Even more so, when you have little to no experience working with this equipment, one wrong move can sometimes break either your speaker or mixer.

Fortunately for you, we've created a simple guideline to help you. By the end of this article, you will know how to connect powered speakers to mixers as well as so much more.

Powered Speakers

A powered speaker (also known as an active or self-powered speaker ) is simply a unit where the speaker and amplifier are housed in the same cabinet. It often includes other accessories such as crossovers and subwoofers. This eliminates the need for separate amplifiers, external crossovers, heavy speaker wires, and their associated costs.

The main difference between active and passive speakers is that the former has amps, subwoofers, and built-in crossovers, while the former does not.

With powered speakers, the amp is usually matched with the speakers to create more optimized sound.

You have likely seen these speakers in concerts, clubs, or parties. They can also be used as computer speakers or as part of a hi-fi audio system at home.

Advantages Of Powered Speakers

  • They use less power and can be used for heavy-duty production in a considerable time frame without running out of power.
  • They are easy to use.
  • They connect directly to source components such as your DJ controller, effects processors, guitars, keyboards, drum sets, and other musical units.
  • Powered speakers are relatively cheaper, making them a perfect choice for almost everyone.
  • Powered speakers are safer because they likely Won't burn your mixers quickly.
  • They produce better sound quality.
  • Mixers help improve the quality of audio signals and dynamic range.

The Mixer

Audio mixers are the main component of a Personal Address (PA) system. The purpose of a mixer is to help you combine different audio signals. Mixers allow you to produce and record sound. They allow you to adjust the bass, mid-range, and treble to help deliver high-quality sound. People often use Mixers in recording studios, concerts, and film/television productions.

The Other Functions of a Mixer Include:

  • Changing the tone quality of the sound.
  • Countrolling, the loudness of the speaker.
  • Changing the audio timbre and dynamics

Types Of Mixers

There are three main types of mixers currently in the market.

Analog Mixers

Analog Mixers use analog circuitry to change the volume and tone of audio signals. They also add warmth and character to the audio.

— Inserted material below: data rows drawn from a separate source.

//! End-to-end flows: submit, script and commit against a real emulator.

pub mod ledger_flows;
pub mod lifecycle;
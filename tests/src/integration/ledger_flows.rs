//! # Ledger Flows
//!
//! Token movements and stored values observed through transaction results,
//! committed balances and scripts.

#[cfg(test)]
mod tests {
    use std::collections::HashMap;

    use lc_03_block_progression::prelude::{BlockProgressionApi, Emulator};
    use rand::{rngs::StdRng, Rng, SeedableRng};
    use serde_json::json;
    use shared_types::{Address, FieldMap, Instruction, Script};

    use crate::fixtures::{service_transaction, test_emulator, transfer, TestAccount};

    const START_BALANCE: u64 = 100;

    fn funded(emulator: &Emulator, n: u8) -> Vec<TestAccount> {
        let accounts: Vec<TestAccount> = (1..=n)
            .map(|seed| TestAccount::create(emulator, seed).unwrap())
            .collect();
        let mints = accounts
            .iter()
            .map(|a| Instruction::Mint {
                to: a.address,
                amount: START_BALANCE,
            })
            .collect();
        let tx = service_transaction(emulator, mints).unwrap();
        assert!(emulator.submit_transaction(tx).unwrap().succeeded());
        emulator.commit_block().unwrap();
        accounts
    }

    #[test]
    fn test_random_transfers_match_balance_model() {
        let emulator = test_emulator().unwrap();
        let accounts = funded(&emulator, 4);
        let mut model: HashMap<Address, u64> =
            accounts.iter().map(|a| (a.address, START_BALANCE)).collect();
        let mut rng = StdRng::seed_from_u64(0x1c);

        for _ in 0..40 {
            let from = rng.gen_range(0..accounts.len());
            let to = (from + rng.gen_range(1..accounts.len())) % accounts.len();
            let amount = rng.gen_range(1..=80u64);
            let (sender, receiver) = (&accounts[from], &accounts[to]);

            let tx = sender
                .transaction(
                    &emulator,
                    vec![transfer(sender.address, receiver.address, amount)],
                )
                .unwrap();
            let result = emulator.submit_transaction(tx).unwrap();

            let affordable = model[&sender.address] >= amount;
            assert_eq!(result.succeeded(), affordable);
            if affordable {
                *model.get_mut(&sender.address).unwrap() -= amount;
                *model.get_mut(&receiver.address).unwrap() += amount;
                assert_eq!(result.events().len(), 2);
            } else {
                assert!(result.events().is_empty());
                assert!(result.error_message().unwrap().contains("insufficient balance"));
            }
        }

        let block = emulator.commit_block().unwrap();
        assert_eq!(block.len(), 40);

        let mut total = 0;
        for account in &accounts {
            let balance = emulator.account(&account.address).unwrap().balance;
            assert_eq!(balance, model[&account.address]);
            total += balance;
        }
        assert_eq!(total, START_BALANCE * accounts.len() as u64);
    }

    #[test]
    fn test_sequence_numbers_count_failures() {
        let emulator = test_emulator().unwrap();
        let accounts = funded(&emulator, 2);
        let (alice, bob) = (&accounts[0], &accounts[1]);

        let plan = [10, 500, 20, 500, 500];
        for amount in plan {
            let tx = alice
                .transaction(&emulator, vec![transfer(alice.address, bob.address, amount)])
                .unwrap();
            emulator.submit_transaction(tx).unwrap();
        }

        assert_eq!(emulator.sequence_number(&alice.address).unwrap(), 5);
        assert_eq!(emulator.sequence_number(&bob.address).unwrap(), 0);

        let block = emulator.commit_block().unwrap();
        let outcomes: Vec<bool> = block.results.iter().map(|r| r.succeeded()).collect();
        assert_eq!(outcomes, vec![true, false, true, false, false]);
        assert_eq!(emulator.account(&alice.address).unwrap().balance, 70);
        assert_eq!(emulator.account(&alice.address).unwrap().sequence_number, 5);
    }

    #[test]
    fn test_custom_event_fields_survive_translation() {
        let emulator = test_emulator().unwrap();
        let mut fields = FieldMap::new();
        fields.insert("id".into(), json!(42));
        fields.insert("tags".into(), json!(["a", "b"]));
        fields.insert("meta".into(), json!({"owner": "x", "level": 3}));
        let tx = service_transaction(
            &emulator,
            vec![Instruction::Emit {
                event_type: "A.Market.Listed".into(),
                fields: fields.clone(),
            }],
        )
        .unwrap();

        let result = emulator.submit_transaction(tx).unwrap();

        let event = &result.events()[0];
        assert_eq!(event.event_type(), "A.Market.Listed");
        assert_eq!(event.fields(), &fields);
        assert_eq!(event.field("meta").unwrap()["level"], json!(3));
    }

    #[test]
    fn test_stored_value_readable_by_script_after_commit() {
        let emulator = test_emulator().unwrap();
        let accounts = funded(&emulator, 1);
        let owner = &accounts[0];

        let store = owner
            .transaction(
                &emulator,
                vec![Instruction::Store {
                    account: owner.address,
                    key: "profile".into(),
                    value: json!({"name": "owner"}),
                }],
            )
            .unwrap();
        assert!(emulator.submit_transaction(store).unwrap().succeeded());
        emulator.commit_block().unwrap();

        let result = emulator
            .execute_script(Script::new(vec![Instruction::Load {
                account: owner.address,
                key: "profile".into(),
            }]))
            .unwrap();

        assert_eq!(result.value(), Some(&json!({"name": "owner"})));
        assert!(result.events().is_empty());
    }
}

This kind of mixer has a relatively standard appearance. Each control on the control panel performs one function, and they're all visible and easy to use. They're ideal for first-time audio mixer users.

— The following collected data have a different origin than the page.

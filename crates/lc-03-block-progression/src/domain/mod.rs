//! # Domain Layer (Inner Hexagon)
//!
//! Blocks and the checks a transaction passes before execution.
//! NO I/O, NO locking.

pub mod authorization;
pub mod block;

pub use authorization::*;
pub use block::*;
//! # Domain Layer (Inner Hexagon)
//!
//! The emulator's public result model.
//! NO I/O, NO async, NO mutable state.

pub mod entities;
pub mod value_objects;

pub use entities::*;
pub use value_objects::*;
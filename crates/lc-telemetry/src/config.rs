//! Telemetry configuration from environment variables.

use std::env;

/// Configuration for log output.
#[derive(Debug, Clone, PartialEq, Eq)]
pub struct TelemetryConfig {
    /// Service name attached to the startup record
    pub service_name: String,

    /// Log level filter (trace, debug, info, warn, error, or a directive list)
    pub log_level: String,

    /// Whether to enable JSON formatted logs
    pub json_logs: bool,

    /// Whether to include source file and line in each record
    pub with_source_location: bool,
}

impl Default for TelemetryConfig {
    fn default() -> Self {
        Self {
            service_name: "local-chain".to_string(),
            log_level: "info".to_string(),
            json_logs: false,
            with_source_location: false,
        }
    }
}

impl TelemetryConfig {
    /// Create configuration from environment variables.
    ///
    /// # Environment Variables
    ///
    /// - `LC_SERVICE_NAME`: Service name (default: local-chain)
    /// - `LC_LOG_LEVEL` or `RUST_LOG`: Log level (default: info)
    /// - `LC_JSON_LOGS`: Enable JSON logs (default: false)
    /// - `LC_LOG_SOURCE`: Include file and line (default: false)
    pub fn from_env() -> Self {
        Self {
            service_name: env::var("LC_SERVICE_NAME")
                .unwrap_or_else(|_| "local-chain".to_string()),

            log_level: env::var("LC_LOG_LEVEL")
                .or_else(|_| env::var("RUST_LOG"))
                .unwrap_or_else(|_| "info".to_string()),

            json_logs: env::var("LC_JSON_LOGS")
                .map(|v| v.to_lowercase() == "true" || v == "1")
                .unwrap_or(false),

            with_source_location: env::var("LC_LOG_SOURCE")
                .map(|v| v.to_lowercase() == "true" || v == "1")
                .unwrap_or(false),
        }
    }

    /// Create configuration for a specific subsystem.
    pub fn for_subsystem(subsystem_id: u8, subsystem_name: &str) -> Self {
        let mut config = Self::from_env();
        config.service_name = format!(
            "lc-{:02}-{}",
            subsystem_id,
            subsystem_name.to_lowercase().replace(' ', "-")
        );
        config
    }
}

#[cfg(test)]
mod tests {
    use super::*;

    #[test]
    fn test_default_config() {
        let config = TelemetryConfig::default();
        assert_eq!(config.service_name, "local-chain");
        assert_eq!(config.log_level, "info");
        assert!(!config.json_logs);
    }

    #[test]
    fn test_for_subsystem() {
        let config = TelemetryConfig::for_subsystem(3, "Block Progression");
        assert_eq!(config.service_name, "lc-03-block-progression");
    }
}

Analog Mixers are perfect for either live sound or recording. They usually cost less than digital mixers, but they don't have the automation you need for complex shows or recordings. They also have fewer audio effects than digital mixers, and you'll likely need to buy extra equipment to get more advanced effects.

Digital Mixers

Digital mixers use a digital signal processing technology to manipulate audio signals. They're more advanced than analog mixers and have a wider variety of control functions. They are also compact and portable.

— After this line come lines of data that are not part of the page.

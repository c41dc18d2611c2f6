//! # Error Types
//!
//! The only way the result pipeline can fail: an event it cannot decode.

use thiserror::Error;

/// A VM event could not be translated.
///
/// Never skipped: dropping the event would silently corrupt the block's
/// public event ledger, so the whole translation fails instead.
#[derive(Debug, Error, Clone, PartialEq, Eq)]
pub enum EventDecodeError {
    /// Payload bytes are not valid JSON.
    #[error("event {event_index} ({event_type}): invalid payload: {reason}")]
    InvalidPayload {
        /// Position of the event within its transaction.
        event_index: usize,
        /// Declared event type.
        event_type: String,
        /// Decoder message.
        reason: String,
    },

    /// Payload is JSON but not an object of fields.
    #[error("event {event_index} ({event_type}): payload is a JSON {found}, expected an object")]
    NotAnObject {
        /// Position of the event within its transaction.
        event_index: usize,
        /// Declared event type.
        event_type: String,
        /// JSON kind that was found instead.
        found: &'static str,
    },

    /// Event carries an empty type identifier.
    #[error("event {event_index}: missing event type")]
    MissingType {
        /// Position of the event within its transaction.
        event_index: usize,
    },

    /// More events than an event index can address.
    #[error("event {event_index}: index does not fit in 32 bits")]
    IndexOverflow {
        /// Position of the event within its transaction.
        event_index: usize,
    },
}

impl EventDecodeError {
    /// Position of the offending event.
    #[must_use]
    pub fn event_index(&self) -> usize {
        match self {
            Self::InvalidPayload { event_index, .. }
            | Self::NotAnObject { event_index, .. }
            | Self::MissingType { event_index }
            | Self::IndexOverflow { event_index } => *event_index,
        }
    }
}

Digital mixers allow you to pre-program, save, and recall setups. Most of them come with wireless connectivity, which lets you connect it to an iPad or smartphone and use it as a remote control. This gives you freedom of movement because you don't necessarily have to stay in the same place while mixing, unlike using an analog mixer.

By using digital mixers, you'll have more onboard sound effects on every channel. This means you won't have to buy additional audio equipment to get better sound effects and advanced signal processing features. Usually, manufacturers allow you to download updates directly from them if you need to.

Digital mixers can be challenging to use for beginners because you'll need to look through several menu options before you can make any changes in a specific channel. And if you want to make more than one change at a go, you'll have to pre-program the changes for faster access. They're also quite costly.

Powered Mixers

Powered mixers have built-in amplifiers and can mix both analog and digital audio signals. In some cases, you can use a powered mixer. These mixers usually have two amp channels that you can plug in with two speakers or one speaker and one monitor.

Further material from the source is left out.